(Stored items)
┌──

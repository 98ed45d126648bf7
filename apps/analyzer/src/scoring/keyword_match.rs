//! Keyword Matching — pluggable, trait-based matcher that measures resume text
//! against a job's required skills.
//!
//! Default: `LiteralSkillMatcher` (case-insensitive substring, deterministic).
//!
//! `ResumeAnalyzer` holds an `Arc<dyn SkillMatcher>`, swapped at construction.

use serde::{Deserialize, Serialize};

// ────────────────────────────────────────────────────────────────────────────
// Output data model
// ────────────────────────────────────────────────────────────────────────────

/// Partition of the required skills into found and missing.
#[derive(Debug, Clone, Default, PartialEq, Serialize, Deserialize)]
pub struct KeywordMatchResult {
    pub score: f64, // 0 – 100
    pub found: Vec<String>,
    pub missing: Vec<String>,
}

// ────────────────────────────────────────────────────────────────────────────
// Trait definition
// ────────────────────────────────────────────────────────────────────────────

/// Implement this to swap matching backends without touching the analyzer.
pub trait SkillMatcher: Send + Sync {
    fn match_skills(&self, text: &str, required_skills: &[String]) -> KeywordMatchResult;

    /// Label reported for transparency.
    fn backend(&self) -> &'static str;
}

// ────────────────────────────────────────────────────────────────────────────
// LiteralSkillMatcher — default implementation
// ────────────────────────────────────────────────────────────────────────────

/// Case-insensitive literal matcher.
///
/// Algorithm, per required skill (output keeps the caller's casing and order):
/// 1. lowercased skill is a substring of the lowercased document → found
/// 2. else it is a substring of any `.`-separated segment → found
/// 3. else → missing
///
/// score = 100 × |found| / |required|, or 0 for an empty list.
pub struct LiteralSkillMatcher;

impl SkillMatcher for LiteralSkillMatcher {
    fn match_skills(&self, text: &str, required_skills: &[String]) -> KeywordMatchResult {
        compute_keyword_match(text, required_skills)
    }

    fn backend(&self) -> &'static str {
        "literal"
    }
}

pub fn compute_keyword_match(text: &str, required_skills: &[String]) -> KeywordMatchResult {
    if required_skills.is_empty() {
        return KeywordMatchResult::default();
    }

    let lower = text.to_lowercase();
    let segments: Vec<&str> = lower.split('.').collect();

    let mut found = Vec::new();
    let mut missing = Vec::new();

    for skill in required_skills {
        let skill_lower = skill.to_lowercase();
        let matched =
            lower.contains(&skill_lower) || segments.iter().any(|s| s.contains(&skill_lower));

        if matched {
            found.push(skill.clone());
        } else {
            missing.push(skill.clone());
        }
    }

    let score = found.len() as f64 / required_skills.len() as f64 * 100.0;

    KeywordMatchResult {
        score,
        found,
        missing,
    }
}

// ────────────────────────────────────────────────────────────────────────────
// Tests
// ────────────────────────────────────────────────────────────────────────────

└──

● Assigned task: State how many lines of the records above contain the word "insensitive", and give only that number.

● Response to the exercise: 2